Re: [xml] SAX, compression, etc

Date view Thread view Subject view Author view

From: Daniel Veillard (Daniel.Veillard@w3.org)
Date: Sat May 27 2000 - 07:50:49 EDT


On Fri, May 26, 2000 at 07:31:17PM +0000, mdf@angoss.com wrote:
>
> Daniel Veillard wrote:
>
> > > 2) How do I do to parse special characters like '<' '>' in a string when
> > > I read a content using characterSAXfunc?. I understand that they are
> > > represented by expressions like 'lt' and 'gt' (just viewing gnumeric
> > > files).

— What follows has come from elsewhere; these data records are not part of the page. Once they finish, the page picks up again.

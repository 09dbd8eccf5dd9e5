//! Error type shared by both kernels
//!
//! Degenerate geometry (coincident positions, zero-length vectors) is not
//! an error: it is guarded locally and produces a zero vector. Only inputs
//! that would make the physics meaningless are rejected.

use std::fmt;

#[derive(Debug, Clone, PartialEq)]
pub enum SimError {
    /// A body with mass <= 0 (or non-finite) was handed to the integrator
    InvalidMass { index: usize, mass: f64 },
    /// Parameters that fail validation at construction time
    InvalidConfiguration(String),
}

impl fmt::Display for SimError {
    fn fmt(&self, f: &mut fmt::Formatter<'_>) -> fmt::Result {
        match self {
            SimError::InvalidMass { index, mass } => {
                write!(f, "body {index} has invalid mass {mass} (must be finite and > 0)")
            }
            SimError::InvalidConfiguration(msg) => write!(f, "invalid configuration: {msg}"),
        }
    }
}

impl std::error::Error for SimError {}

/// Fail with `InvalidConfiguration` unless `value` is finite and `>= 0`
pub(crate) fn check_non_negative(name: &str, value: f64) -> Result<(), SimError> {
    if value.is_finite() && value >= 0.0 {
        Ok(())
    } else {
        Err(SimError::InvalidConfiguration(format!("{name} must be finite and >= 0, got {value}")))
    }
}

/// Fail with `InvalidConfiguration` unless `value` is finite and `> 0`
pub(crate) fn check_positive(name: &str, value: f64) -> Result<(), SimError> {
    if value.is_finite() && value > 0.0 {
        Ok(())
    } else {
        Err(SimError::InvalidConfiguration(format!("{name} must be finite and > 0, got {value}")))
    }
}
//! 2D vector alias and zero-safe helpers
//!
//! nalgebra's `normalize` divides by the norm and yields NaN for a zero
//! vector, so every helper here checks the length first and falls back
//! to a zero vector

use nalgebra::Vector2;

pub type NVec2 = Vector2<f64>;

/// Unit vector along `v`, or zero if `v` has no length
pub fn normalize_or_zero(v: NVec2) -> NVec2 {
    let n = v.norm();
    if n > 0.0 && n.is_finite() {
        v / n
    } else {
        NVec2::zeros()
    }
}

/// Clamp the magnitude of `v` to at most `max`
pub fn limit(v: NVec2, max: f64) -> NVec2 {
    let n2 = v.norm_squared();
    if n2 > max * max {
        normalize_or_zero(v) * max
    } else {
        v
    }
}

/// Rescale `v` to exactly `mag` (zero stays zero)
pub fn set_magnitude(v: NVec2, mag: f64) -> NVec2 {
    normalize_or_zero(v) * mag
}

pub fn distance(a: &NVec2, b: &NVec2) -> f64 {
    (b - a).norm()
}
//! Resource damage under sustained contact
//!
//! Damage needs continuous touching: each agent has a timer that starts
//! at first contact and is dropped as soon as contact breaks. Every full
//! `damage_interval_ms` of contact costs one point of health.

use tracing::debug;

use super::states::{Agent, AgentId, Resource};

/// Agents within `resource.radius + agent_radius` of the resource
pub fn contacting_agents(resource: &Resource, agents: &[Agent], agent_radius: f64) -> Vec<AgentId> {
    let reach = resource.radius + agent_radius;
    let reach2 = reach * reach;
    agents
        .iter()
        .filter(|a| (a.position - resource.position).norm_squared() <= reach2)
        .map(|a| a.id)
        .collect()
}

/// Update touch timers and apply damage; returns the health removed
pub fn advance_resource(resource: &mut Resource, contacting: &[AgentId], now_ms: u64, damage_interval_ms: u64) -> u32 {
    let interval = damage_interval_ms.max(1);
    let timers = resource.touch_timers_mut();

    // Contact must be continuous: forget anyone who let go
    timers.retain(|id, _| contacting.contains(id));

    let mut due = 0u32;
    for id in contacting {
        let start = timers.entry(*id).or_insert(now_ms);
        while now_ms.saturating_sub(*start) >= interval {
            due = due.saturating_add(1);
            *start += interval;
        }
    }

    if due == 0 || resource.is_depleted() {
        return 0;
    }
    let dealt = resource.take_damage(due);
    debug!(dealt, health = resource.health(), "resource damaged");
    dealt
}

Where can I read more to understand how to handle this?
> >
> > You don't need to handle them, the parser will, you will get < and >
> > characters through the characters() SAX callback
>
> ... which seems to be true for the case of element content. If, however,
> you have a document which has entities inside attributes, you will get
> the 'escaped' version of the string unless you call a 'special' function.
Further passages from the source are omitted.